WORK TO BE COMPLETED -
Go through the records that follow and tally the lines with "SignedEntry" in them; answer with the number alone.

Data entries
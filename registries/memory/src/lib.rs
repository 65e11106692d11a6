use async_trait::async_trait;
use dashmap::DashMap;
use dashmap::mapref::entry::Entry;
use skynet_core::{Error, Hash, PublicKey, RegistryApi, Result, SignedEntry, hash_data_key};
use tracing::debug;

/// A registry that keeps entries in memory.
///
/// Behaves like a portal's registry: slots are keyed by the public key and
/// the hash of the data key, entries must carry a valid signature, and a
/// write is only accepted if its revision is higher than the stored one.
#[derive(Debug, Default)]
pub struct MemoryRegistry {
    entries: DashMap<(PublicKey, Hash), SignedEntry>,
}

impl MemoryRegistry {
    pub fn new() -> Self {
        Self::default()
    }

    /// Stores `entry` without any checks, replacing whatever was there.
    ///
    /// Useful for simulating a misbehaving registry.
    pub fn insert_unchecked(&self, public_key: PublicKey, entry: SignedEntry) {
        let slot = (public_key, entry.entry.hashed_data_key());
        self.entries.insert(slot, entry);
    }

    pub fn len(&self) -> usize {
        self.entries.len()
    }

    pub fn is_empty(&self) -> bool {
        self.entries.is_empty()
    }
}

fn rejected(message: impl Into<String>) -> Error {
    Error::RegistryPublish {
        status: 400,
        message: message.into(),
    }
}

#[async_trait]
impl RegistryApi for MemoryRegistry {
    async fn get(&self, public_key: &PublicKey, data_key: &str) -> Result<Option<SignedEntry>> {
        let slot = (*public_key, hash_data_key(data_key));
        Ok(self.entries.get(&slot).map(|e| e.value().clone()))
    }

    async fn set(&self, public_key: &PublicKey, entry: SignedEntry) -> Result<()> {
        if !entry.verify(public_key)? {
            return Err(rejected("invalid signature"));
        }
        let slot = (*public_key, entry.entry.hashed_data_key());
        match self.entries.entry(slot) {
            Entry::Occupied(mut existing) => {
                let current = existing.get().entry.revision;
                if entry.entry.revision <= current {
                    return Err(rejected(format!(
                        "revision {} is not higher than current revision {current}",
                        entry.entry.revision
                    )));
                }
                debug!(%public_key, revision = entry.entry.revision, "updated registry entry");
                existing.insert(entry);
            }
            Entry::Vacant(vacant) => {
                debug!(%public_key, revision = entry.entry.revision, "created registry entry");
                vacant.insert(entry);
            }
        }
        Ok(())
    }
}

#[cfg(test)]
mod tests {
    use super::*;
    use bytes::Bytes;
    use skynet_core::{PrivateKey, RegistryEntry};

    fn key() -> PrivateKey {
        PrivateKey::from_seed(&[3; 32])
    }

    #[tokio::test]
    async fn test_set_and_get() {
        let registry = MemoryRegistry::new();
        let key = key();
        let signed = RegistryEntry::new("app", Bytes::from_static(b"v0"), 0).sign(&key);
        registry.set(&key.public_key(), signed.clone()).await.unwrap();

        let got = registry.get(&key.public_key(), "app").await.unwrap();
        assert_eq!(got, Some(signed));
        assert!(registry.get(&key.public_key(), "other").await.unwrap().is_none());
    }

    #[tokio::test]
    async fn test_rejects_stale_revision() {
        let registry = MemoryRegistry::new();
        let key = key();
        let pk = key.public_key();
        registry
            .set(&pk, RegistryEntry::new("app", Bytes::from_static(b"v5"), 5).sign(&key))
            .await
            .unwrap();

        for revision in [4, 5] {
            let stale = RegistryEntry::new("app", Bytes::from_static(b"old"), revision).sign(&key);
            let err = registry.set(&pk, stale).await.unwrap_err();
            assert!(matches!(err, Error::RegistryPublish { status: 400, .. }));
        }

        registry
            .set(&pk, RegistryEntry::new("app", Bytes::from_static(b"v6"), 6).sign(&key))
            .await
            .unwrap();
        let got = registry.get(&pk, "app").await.unwrap().unwrap();
        assert_eq!(got.entry.revision, 6);
        assert_eq!(registry.len(), 1);
    }

    #[tokio::test]
    async fn test_rejects_foreign_signature() {
        let registry = MemoryRegistry::new();
        let owner = key();
        let intruder = PrivateKey::from_seed(&[4; 32]);
        let signed = RegistryEntry::new("app", Bytes::from_static(b"evil"), 1).sign(&intruder);

        let err = registry.set(&owner.public_key(), signed).await.unwrap_err();
        assert!(matches!(err, Error::RegistryPublish { .. }));
        assert!(registry.is_empty());
    }

    #[tokio::test]
    async fn test_slots_are_per_key() {
        let registry = MemoryRegistry::new();
        let a = key();
        let b = PrivateKey::from_seed(&[5; 32]);
        registry
            .set(&a.public_key(), RegistryEntry::new("app", Bytes::from_static(b"a"), 1).sign(&a))
            .await
            .unwrap();
        registry
            .set(&b.public_key(), RegistryEntry::new("app", Bytes::from_static(b"b"), 1).sign(&b))
            .await
            .unwrap();

        let got = registry.get(&b.public_key(), "app").await.unwrap().unwrap();
        assert_eq!(&got.entry.data[..], b"b");
    }
}
//! Temporary files that hold a document while it is uploaded.

use std::io::Write;
use std::path::{Path, PathBuf};

use skynet_core::{ByteStream, Error, Result, ResultExt};
use tempfile::NamedTempFile;
use tokio_util::io::ReaderStream;

/// Where and under which name documents are staged.
#[derive(Debug, Clone, Default, PartialEq, Eq)]
pub struct StagingOptions {
    /// Directory for staged files; the system temp dir if unset.
    pub temp_dir: Option<PathBuf>,
}

/// A document written to a temporary file.
///
/// The file is deleted when this is dropped, whether or not the upload
/// succeeded.
#[derive(Debug)]
pub struct StagedFile {
    file: NamedTempFile,
}

/// Makes a data key usable inside a file name.
fn file_name_prefix(data_key: &str) -> String {
    let sanitized: String = data_key
        .chars()
        .map(|c| {
            if c.is_ascii_alphanumeric() || c == '-' || c == '_' {
                c
            } else {
                '_'
            }
        })
        .collect();
    format!("temp-{sanitized}")
}

impl StagedFile {
    /// Writes `content` to a new temporary file on the blocking pool.
    pub async fn create(opts: &StagingOptions, data_key: &str, content: Vec<u8>) -> Result<Self> {
        let prefix = file_name_prefix(data_key);
        let temp_dir = opts.temp_dir.clone();

        let file = tokio::task::spawn_blocking(move || -> Result<NamedTempFile> {
            let mut builder = tempfile::Builder::new();
            builder.prefix(&prefix);
            let mut file = match &temp_dir {
                Some(dir) => builder.tempfile_in(dir),
                None => builder.tempfile(),
            }
            .map_err(Error::from)
            .context("could not create temporary file")?;

            file.write_all(&content)
                .and_then(|_| file.flush())
                .map_err(Error::from)
                .context("could not write to temporary file")?;
            Ok(file)
        })
        .await
        .map_err(|e| Error::from(std::io::Error::other(e)))
        .context("staging task failed")??;

        Ok(Self { file })
    }

    pub fn path(&self) -> &Path {
        self.file.path()
    }

    /// Name of the staged file, used as the upload's file name.
    pub fn file_name(&self) -> String {
        self.path()
            .file_name()
            .map(|n| n.to_string_lossy().into_owned())
            .unwrap_or_default()
    }

    /// Opens a stream over the staged content.
    pub async fn open(&self) -> Result<ByteStream> {
        let file = tokio::fs::File::open(self.path())
            .await
            .map_err(Error::from)
            .context("could not open temporary file")?;
        Ok(Box::new(ReaderStream::new(file)))
    }
}

#[cfg(test)]
mod tests {
    use super::*;
    use futures::TryStreamExt;

    #[test]
    fn test_file_name_prefix() {
        assert_eq!(file_name_prefix("app/settings.json"), "temp-app_settings_json");
        assert_eq!(file_name_prefix(""), "temp-");
    }

    #[tokio::test]
    async fn test_staged_file_is_removed_on_drop() {
        let dir = tempfile::tempdir().unwrap();
        let opts = StagingOptions {
            temp_dir: Some(dir.path().to_owned()),
        };
        let staged = StagedFile::create(&opts, "doc", b"{\"a\":1}".to_vec())
            .await
            .unwrap();
        let path = staged.path().to_owned();
        assert!(path.starts_with(dir.path()));
        assert!(staged.file_name().starts_with("temp-doc"));

        let chunks: Vec<bytes::Bytes> = staged.open().await.unwrap().try_collect().await.unwrap();
        assert_eq!(chunks.concat(), b"{\"a\":1}");

        drop(staged);
        assert!(!path.exists());
    }

    #[tokio::test]
    async fn test_missing_temp_dir() {
        let opts = StagingOptions {
            temp_dir: Some(PathBuf::from("/nonexistent/skynet/staging")),
        };
        let err = StagedFile::create(&opts, "doc", b"x".to_vec())
            .await
            .unwrap_err();
        assert!(matches!(err.root(), Error::Io(_)));
    }

    #[tokio::test(flavor = "current_thread")]
    async fn test_concurrent_staging_on_single_thread() {
        let dir = tempfile::tempdir().unwrap();
        let opts = StagingOptions {
            temp_dir: Some(dir.path().to_owned()),
        };
        let big = vec![0xabu8; 4 << 20];

        let (a, b) = tokio::join!(
            StagedFile::create(&opts, "big", big.clone()),
            StagedFile::create(&opts, "small", b"hi".to_vec()),
        );
        let (a, b) = (a.unwrap(), b.unwrap());
        assert_ne!(a.path(), b.path());

        let chunks: Vec<bytes::Bytes> = a.open().await.unwrap().try_collect().await.unwrap();
        assert_eq!(chunks.concat(), big);
        let chunks: Vec<bytes::Bytes> = b.open().await.unwrap().try_collect().await.unwrap();
        assert_eq!(chunks.concat(), b"hi");

        let paths = [a.path().to_owned(), b.path().to_owned()];
        drop((a, b));
        assert!(paths.iter().all(|p| !p.exists()));
    }
}
use std::sync::Arc;
use std::time::Duration;

use reqwest::header::USER_AGENT;
use reqwest::{Method, RequestBuilder, Response, StatusCode};
use serde::Deserialize;
use serde::de::DeserializeOwned;
use skynet_core::{Error, Result};
use tracing::debug;

use crate::config::{DEFAULT_PORTAL_URL, PortalOptions};
use crate::content_type::{ContentTypeResolver, DefaultContentTypeResolver};

/// Client for a Skynet portal.
///
/// Cheap to clone; clones share the connection pool.
#[derive(Debug, Clone)]
pub struct PortalClient {
    portal_url: String,
    options: PortalOptions,
    http: reqwest::Client,
    pub(crate) content_types: Arc<dyn ContentTypeResolver>,
}

impl Default for PortalClient {
    fn default() -> Self {
        Self::new(DEFAULT_PORTAL_URL)
    }
}

impl PortalClient {
    pub fn new(portal_url: impl Into<String>) -> Self {
        Self::with_options(portal_url, PortalOptions::default())
    }

    /// Creates a client whose requests use `options` unless a call
    /// overrides them.
    pub fn with_options(portal_url: impl Into<String>, options: PortalOptions) -> Self {
        Self {
            portal_url: portal_url.into(),
            options,
            http: reqwest::Client::new(),
            content_types: Arc::new(DefaultContentTypeResolver),
        }
    }

    pub fn with_content_type_resolver(mut self, resolver: impl ContentTypeResolver + 'static) -> Self {
        self.content_types = Arc::new(resolver);
        self
    }

    pub fn portal_url(&self) -> &str {
        &self.portal_url
    }

    pub fn options(&self) -> &PortalOptions {
        &self.options
    }

    /// Builds a request against the endpoint in `call_options`.
    pub(crate) fn request(
        &self,
        method: Method,
        call_options: &PortalOptions,
        extra_path: &str,
        query: &[(&str, String)],
    ) -> PreparedRequest {
        let opts = self.options.merged(call_options);
        let portal_url = opts.portal_url.as_deref().unwrap_or(&self.portal_url);
        let url = make_url(
            portal_url,
            opts.endpoint_path.as_deref().unwrap_or_default(),
            extra_path,
            query,
        );

        let mut builder = self.http.request(method.clone(), &url);
        if let Some(api_key) = &opts.api_key {
            builder = builder.basic_auth("", Some(api_key));
        }
        if let Some(user_agent) = &opts.user_agent {
            builder = builder.header(USER_AGENT, user_agent);
        }
        if let Some(timeout) = opts.timeout {
            builder = builder.timeout(timeout);
        }

        PreparedRequest {
            builder,
            method,
            url,
            timeout: opts.timeout,
        }
    }
}

/// Joins the portal URL, the endpoint path and an optional extra path with
/// single slashes and appends the query, sorted by key.
///
/// ```
/// use skynet_portal::make_url;
///
/// let url = make_url("https://siasky.net/", "/skynet/skyfile", "", &[("foo", "bar".into())]);
/// assert_eq!(url, "https://siasky.net/skynet/skyfile?foo=bar");
/// ```
pub fn make_url(portal_url: &str, path: &str, extra_path: &str, query: &[(&str, String)]) -> String {
    let mut url = format!(
        "{}/{}",
        portal_url.trim_end_matches('/'),
        path.trim_start_matches('/')
    );
    if !extra_path.is_empty() {
        url = format!(
            "{}/{}",
            url.trim_end_matches('/'),
            extra_path.trim_start_matches('/')
        );
    }
    if !query.is_empty() {
        let mut pairs = query.to_vec();
        pairs.sort_by(|a, b| a.0.cmp(b.0));
        let encoded = url::form_urlencoded::Serializer::new(String::new())
            .extend_pairs(pairs)
            .finish();
        url = format!("{url}?{encoded}");
    }
    url
}

/// A request that is ready to be sent.
pub(crate) struct PreparedRequest {
    builder: RequestBuilder,
    method: Method,
    url: String,
    timeout: Option<Duration>,
}

impl PreparedRequest {
    pub fn json<T: serde::Serialize + ?Sized>(mut self, body: &T) -> Self {
        self.builder = self.builder.json(body);
        self
    }

    pub fn multipart(mut self, form: reqwest::multipart::Form) -> Self {
        self.builder = self.builder.multipart(form);
        self
    }

    /// Sends the request without looking at the status code.
    pub async fn send(self) -> Result<PortalResponse> {
        debug!(method = %self.method, url = %self.url, "sending portal request");
        let timeout = self.timeout;
        let response = self
            .builder
            .send()
            .await
            .map_err(|e| transport_error(e, timeout))?;
        debug!(status = response.status().as_u16(), url = %self.url, "portal responded");
        Ok(PortalResponse {
            response,
            method: self.method,
            timeout,
        })
    }

    /// Sends the request and turns error statuses into
    /// [`Error::HttpStatus`].
    pub async fn execute(self) -> Result<PortalResponse> {
        let response = self.send().await?;
        if response.status().as_u16() >= 400 {
            let method = response.method().to_string();
            let (status, message) = response.error_message().await;
            return Err(Error::HttpStatus {
                status,
                method,
                message,
            });
        }
        Ok(response)
    }
}

/// A portal response together with what is needed to report errors on it.
pub(crate) struct PortalResponse {
    response: Response,
    method: Method,
    timeout: Option<Duration>,
}

#[derive(Deserialize)]
struct ErrorBody {
    message: String,
}

impl PortalResponse {
    pub fn status(&self) -> StatusCode {
        self.response.status()
    }

    pub fn method(&self) -> &Method {
        &self.method
    }

    /// Consumes the response and returns its status and the message of the
    /// error body. Bodies that are not `{"message": ...}` are returned as
    /// they are.
    pub async fn error_message(self) -> (u16, String) {
        let status = self.response.status().as_u16();
        let message = match self.response.bytes().await {
            Ok(body) => match serde_json::from_slice::<ErrorBody>(&body) {
                Ok(parsed) => parsed.message,
                Err(_) => String::from_utf8_lossy(&body).into_owned(),
            },
            Err(e) => format!("could not read response body: {e}"),
        };
        (status, message)
    }

    pub async fn json<T: DeserializeOwned>(self, what: &'static str) -> Result<T> {
        let body = self
            .response
            .bytes()
            .await
            .map_err(|e| transport_error(e, self.timeout))?;
        serde_json::from_slice(&body).map_err(|e| Error::decode(what, e))
    }

    pub fn into_inner(self) -> Response {
        self.response
    }
}

pub(crate) fn transport_error(e: reqwest::Error, timeout: Option<Duration>) -> Error {
    match timeout {
        Some(timeout) if e.is_timeout() => Error::Timeout(timeout),
        _ => Error::Transport(Box::new(e)),
    }
}
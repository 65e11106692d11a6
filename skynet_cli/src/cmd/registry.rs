use std::path::Path;

use anyhow::{Context, Result, bail};
use skynet_core::{RegistryEntry, next_revision};
use skynet_portal::PortalClient;
use tracing::info;

use crate::RegistryCmd;
use crate::config::CliConfig;
use crate::helpers::{parse_public_key, print_entry};

pub async fn run_registry(
    cmd: RegistryCmd,
    client: &PortalClient,
    config: &CliConfig,
    config_file: &Path,
) -> Result<()> {
    let registry = client.registry();
    match cmd {
        RegistryCmd::Get {
            public_key,
            data_key,
        } => {
            let public_key = parse_public_key(&public_key)?;
            match registry
                .get_entry(&public_key, &data_key)
                .await
                .context("failed to get registry entry")?
            {
                Some(signed) => print_entry(&signed),
                None => bail!("no entry for data key '{data_key}' under {public_key}"),
            }
        }
        RegistryCmd::Set {
            data_key,
            data,
            hex,
            revision,
        } => {
            let private_key = config.load_private_key(config_file)?;
            let data = if hex {
                hex::decode(data.trim()).context("entry data is not valid hex")?
            } else {
                data.into_bytes()
            };
            let revision = match revision {
                Some(revision) => revision,
                None => match registry
                    .get_entry(&private_key.public_key(), &data_key)
                    .await
                    .context("failed to get current registry entry")?
                {
                    Some(current) => next_revision(current.entry.revision)?,
                    None => 0,
                },
            };

            registry
                .set_entry(&private_key, RegistryEntry::new(data_key.as_str(), data, revision))
                .await
                .context("failed to set registry entry")?;
            info!(data_key, revision, "registry entry published");
            println!("published revision {revision}");
        }
    }
    Ok(())
}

OUTPUT OF THE TASK -
5